-- Given entries follows --

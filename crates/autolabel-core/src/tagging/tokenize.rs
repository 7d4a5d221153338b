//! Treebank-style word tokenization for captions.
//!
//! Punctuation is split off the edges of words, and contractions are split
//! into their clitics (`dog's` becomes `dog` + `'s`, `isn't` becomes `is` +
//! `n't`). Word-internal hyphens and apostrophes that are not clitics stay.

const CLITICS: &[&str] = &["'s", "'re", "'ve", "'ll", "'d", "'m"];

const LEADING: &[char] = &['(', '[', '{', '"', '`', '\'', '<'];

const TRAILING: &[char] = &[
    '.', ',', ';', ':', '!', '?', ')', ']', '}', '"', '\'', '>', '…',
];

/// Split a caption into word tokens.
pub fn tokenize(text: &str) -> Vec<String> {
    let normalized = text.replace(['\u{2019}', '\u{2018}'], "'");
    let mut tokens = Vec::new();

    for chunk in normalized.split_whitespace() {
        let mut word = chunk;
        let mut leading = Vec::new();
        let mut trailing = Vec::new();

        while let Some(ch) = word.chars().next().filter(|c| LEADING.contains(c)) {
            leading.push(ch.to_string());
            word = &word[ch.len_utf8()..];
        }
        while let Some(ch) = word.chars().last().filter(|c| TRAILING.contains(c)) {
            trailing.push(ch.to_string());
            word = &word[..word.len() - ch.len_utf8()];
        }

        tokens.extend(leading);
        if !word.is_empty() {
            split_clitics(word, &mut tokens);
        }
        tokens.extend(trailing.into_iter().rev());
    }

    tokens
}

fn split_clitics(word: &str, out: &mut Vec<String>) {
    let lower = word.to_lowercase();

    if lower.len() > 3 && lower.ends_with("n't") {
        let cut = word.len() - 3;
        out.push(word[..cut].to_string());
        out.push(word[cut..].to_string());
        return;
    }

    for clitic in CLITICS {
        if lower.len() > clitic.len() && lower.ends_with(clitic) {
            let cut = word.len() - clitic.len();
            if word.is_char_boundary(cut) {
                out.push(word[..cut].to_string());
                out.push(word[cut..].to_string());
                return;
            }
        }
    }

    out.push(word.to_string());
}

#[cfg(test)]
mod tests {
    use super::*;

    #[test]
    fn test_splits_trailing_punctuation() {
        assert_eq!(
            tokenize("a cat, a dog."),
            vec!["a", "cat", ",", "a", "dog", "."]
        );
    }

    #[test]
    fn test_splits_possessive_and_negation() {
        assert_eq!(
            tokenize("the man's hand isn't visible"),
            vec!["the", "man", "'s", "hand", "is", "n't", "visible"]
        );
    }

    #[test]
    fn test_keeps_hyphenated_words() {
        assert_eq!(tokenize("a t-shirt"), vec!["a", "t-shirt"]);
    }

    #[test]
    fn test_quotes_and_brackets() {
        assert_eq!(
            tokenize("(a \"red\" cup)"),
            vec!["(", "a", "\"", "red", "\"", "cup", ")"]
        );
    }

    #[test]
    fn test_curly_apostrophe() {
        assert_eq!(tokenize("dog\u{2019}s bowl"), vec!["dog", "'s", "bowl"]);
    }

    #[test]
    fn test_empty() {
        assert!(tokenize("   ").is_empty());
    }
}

-- Given entries concluded --
-- Given entries follows --

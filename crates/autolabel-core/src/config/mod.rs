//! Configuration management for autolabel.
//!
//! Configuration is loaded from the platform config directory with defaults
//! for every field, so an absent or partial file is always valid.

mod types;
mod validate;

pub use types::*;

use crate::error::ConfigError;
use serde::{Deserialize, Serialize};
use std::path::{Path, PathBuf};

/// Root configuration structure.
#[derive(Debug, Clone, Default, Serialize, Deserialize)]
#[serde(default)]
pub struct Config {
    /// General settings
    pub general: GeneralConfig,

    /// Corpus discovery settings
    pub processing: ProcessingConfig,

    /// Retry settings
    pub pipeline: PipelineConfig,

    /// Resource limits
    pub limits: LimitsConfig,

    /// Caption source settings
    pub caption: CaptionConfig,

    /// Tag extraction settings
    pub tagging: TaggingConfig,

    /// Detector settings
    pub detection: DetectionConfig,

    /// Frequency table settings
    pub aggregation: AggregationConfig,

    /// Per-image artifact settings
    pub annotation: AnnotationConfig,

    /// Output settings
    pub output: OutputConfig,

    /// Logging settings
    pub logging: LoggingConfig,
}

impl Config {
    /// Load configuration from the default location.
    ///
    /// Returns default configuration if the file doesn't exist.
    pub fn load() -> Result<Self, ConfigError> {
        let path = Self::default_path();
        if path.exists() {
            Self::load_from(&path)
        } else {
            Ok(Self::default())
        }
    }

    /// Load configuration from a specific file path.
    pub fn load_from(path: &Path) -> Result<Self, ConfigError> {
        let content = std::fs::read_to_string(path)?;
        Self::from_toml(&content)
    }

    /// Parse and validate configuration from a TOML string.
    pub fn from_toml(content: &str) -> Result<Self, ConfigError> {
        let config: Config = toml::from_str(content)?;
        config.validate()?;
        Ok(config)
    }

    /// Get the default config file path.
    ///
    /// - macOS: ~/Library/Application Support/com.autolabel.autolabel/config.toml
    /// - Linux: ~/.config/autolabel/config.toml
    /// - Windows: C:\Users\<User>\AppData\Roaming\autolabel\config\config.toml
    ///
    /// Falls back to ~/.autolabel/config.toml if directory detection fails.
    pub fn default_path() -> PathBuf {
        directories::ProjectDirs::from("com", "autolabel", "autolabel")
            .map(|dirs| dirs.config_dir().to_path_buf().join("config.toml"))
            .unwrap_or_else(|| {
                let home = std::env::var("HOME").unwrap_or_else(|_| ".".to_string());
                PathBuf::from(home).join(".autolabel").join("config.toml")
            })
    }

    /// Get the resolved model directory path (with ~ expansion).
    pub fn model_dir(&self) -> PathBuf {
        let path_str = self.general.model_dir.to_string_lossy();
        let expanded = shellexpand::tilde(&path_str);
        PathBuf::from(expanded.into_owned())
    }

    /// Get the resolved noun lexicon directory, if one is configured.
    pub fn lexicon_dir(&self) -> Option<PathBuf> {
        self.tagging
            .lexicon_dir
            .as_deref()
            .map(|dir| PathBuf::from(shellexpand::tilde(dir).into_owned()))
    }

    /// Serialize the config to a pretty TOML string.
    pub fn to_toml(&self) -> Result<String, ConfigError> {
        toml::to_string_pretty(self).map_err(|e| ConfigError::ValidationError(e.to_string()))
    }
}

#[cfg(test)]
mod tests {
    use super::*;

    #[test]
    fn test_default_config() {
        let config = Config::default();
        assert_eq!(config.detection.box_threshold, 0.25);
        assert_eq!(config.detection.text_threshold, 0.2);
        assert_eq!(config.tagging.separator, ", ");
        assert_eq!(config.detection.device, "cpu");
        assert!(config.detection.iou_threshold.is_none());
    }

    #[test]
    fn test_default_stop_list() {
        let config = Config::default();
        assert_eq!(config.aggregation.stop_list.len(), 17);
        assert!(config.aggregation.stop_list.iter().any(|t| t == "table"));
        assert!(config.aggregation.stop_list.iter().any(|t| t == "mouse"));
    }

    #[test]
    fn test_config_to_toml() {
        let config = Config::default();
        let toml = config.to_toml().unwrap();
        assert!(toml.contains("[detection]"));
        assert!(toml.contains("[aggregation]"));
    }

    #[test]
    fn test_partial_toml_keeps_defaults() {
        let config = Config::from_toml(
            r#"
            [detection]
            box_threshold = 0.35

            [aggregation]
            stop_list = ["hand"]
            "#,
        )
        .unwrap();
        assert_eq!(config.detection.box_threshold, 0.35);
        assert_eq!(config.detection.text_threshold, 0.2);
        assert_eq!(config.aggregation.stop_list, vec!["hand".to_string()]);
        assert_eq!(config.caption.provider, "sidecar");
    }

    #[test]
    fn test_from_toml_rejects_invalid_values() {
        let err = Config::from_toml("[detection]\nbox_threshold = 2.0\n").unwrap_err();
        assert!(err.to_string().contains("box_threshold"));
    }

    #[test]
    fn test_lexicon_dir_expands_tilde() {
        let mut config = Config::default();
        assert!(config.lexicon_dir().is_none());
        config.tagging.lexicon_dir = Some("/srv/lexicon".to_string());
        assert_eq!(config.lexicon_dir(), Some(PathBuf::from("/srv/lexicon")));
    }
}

-- Given entries concluded --
-- Given entries follows --

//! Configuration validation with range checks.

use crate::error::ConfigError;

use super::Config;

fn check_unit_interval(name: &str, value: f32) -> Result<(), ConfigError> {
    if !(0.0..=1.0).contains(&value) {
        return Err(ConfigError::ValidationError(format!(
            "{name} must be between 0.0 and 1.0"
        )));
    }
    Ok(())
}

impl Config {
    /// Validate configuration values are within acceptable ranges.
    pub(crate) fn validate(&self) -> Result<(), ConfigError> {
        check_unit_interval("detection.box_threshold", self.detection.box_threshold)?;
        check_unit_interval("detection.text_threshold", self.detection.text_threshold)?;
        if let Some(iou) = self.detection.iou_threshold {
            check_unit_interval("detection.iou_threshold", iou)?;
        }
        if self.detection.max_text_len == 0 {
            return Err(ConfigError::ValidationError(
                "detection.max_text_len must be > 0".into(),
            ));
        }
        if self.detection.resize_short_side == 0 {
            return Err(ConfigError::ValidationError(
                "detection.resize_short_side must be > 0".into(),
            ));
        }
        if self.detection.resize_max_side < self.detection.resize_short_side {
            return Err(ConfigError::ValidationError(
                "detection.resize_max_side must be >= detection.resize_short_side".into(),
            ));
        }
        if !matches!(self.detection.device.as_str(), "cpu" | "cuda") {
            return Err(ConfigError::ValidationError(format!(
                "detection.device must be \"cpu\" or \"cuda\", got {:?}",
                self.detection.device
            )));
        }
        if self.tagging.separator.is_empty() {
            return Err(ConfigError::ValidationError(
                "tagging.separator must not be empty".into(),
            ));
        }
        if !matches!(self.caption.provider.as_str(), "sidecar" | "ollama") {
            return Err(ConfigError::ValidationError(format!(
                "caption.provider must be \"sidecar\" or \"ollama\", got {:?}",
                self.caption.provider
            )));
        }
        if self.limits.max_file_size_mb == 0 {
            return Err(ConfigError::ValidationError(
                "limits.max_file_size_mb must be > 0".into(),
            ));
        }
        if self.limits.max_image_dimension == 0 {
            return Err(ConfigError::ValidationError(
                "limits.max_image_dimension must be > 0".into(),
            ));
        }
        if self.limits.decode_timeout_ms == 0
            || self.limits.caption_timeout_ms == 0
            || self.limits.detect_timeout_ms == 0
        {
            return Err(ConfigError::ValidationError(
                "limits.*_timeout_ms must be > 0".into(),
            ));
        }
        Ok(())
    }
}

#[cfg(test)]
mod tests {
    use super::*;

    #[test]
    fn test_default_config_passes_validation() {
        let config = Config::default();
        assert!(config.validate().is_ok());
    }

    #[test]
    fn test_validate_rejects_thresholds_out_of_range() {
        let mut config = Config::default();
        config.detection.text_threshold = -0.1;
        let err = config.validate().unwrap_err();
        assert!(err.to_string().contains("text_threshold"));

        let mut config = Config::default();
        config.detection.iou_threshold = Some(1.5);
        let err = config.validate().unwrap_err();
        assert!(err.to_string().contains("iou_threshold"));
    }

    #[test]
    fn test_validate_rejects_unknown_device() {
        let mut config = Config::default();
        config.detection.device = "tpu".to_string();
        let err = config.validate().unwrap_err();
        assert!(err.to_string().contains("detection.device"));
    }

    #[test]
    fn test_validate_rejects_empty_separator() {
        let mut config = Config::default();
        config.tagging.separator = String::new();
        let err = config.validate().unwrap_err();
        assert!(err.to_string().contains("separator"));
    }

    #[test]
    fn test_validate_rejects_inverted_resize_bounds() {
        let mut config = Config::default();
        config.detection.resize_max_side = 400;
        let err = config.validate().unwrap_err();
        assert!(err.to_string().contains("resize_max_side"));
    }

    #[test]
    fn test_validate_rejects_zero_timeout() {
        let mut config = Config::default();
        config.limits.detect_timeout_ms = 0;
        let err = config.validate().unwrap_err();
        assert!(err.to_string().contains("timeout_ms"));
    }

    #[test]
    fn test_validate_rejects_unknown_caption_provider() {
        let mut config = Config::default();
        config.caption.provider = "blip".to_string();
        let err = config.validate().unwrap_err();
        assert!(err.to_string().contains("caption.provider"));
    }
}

-- Given entries concluded --

### About this task
Beginning at the line above that contains "filename crates/autolabel-core/src/tagging/tokenize.rs", return each line exactly through the line that contains "const TRAILING: &[char]", and no others.

### Task solution
filename crates/autolabel-core/src/tagging/tokenize.rs
repository 7d4a5d221153338b
//! Treebank-style word tokenization for captions.
//!
//! Punctuation is split off the edges of words, and contractions are split
//! into their clitics (`dog's` becomes `dog` + `'s`, `isn't` becomes `is` +
//! `n't`). Word-internal hyphens and apostrophes that are not clitics stay.

const CLITICS: &[&str] = &["'s", "'re", "'ve", "'ll", "'d", "'m"];

const LEADING: &[char] = &['(', '[', '{', '"', '`', '\'', '<'];

const TRAILING: &[char] = &[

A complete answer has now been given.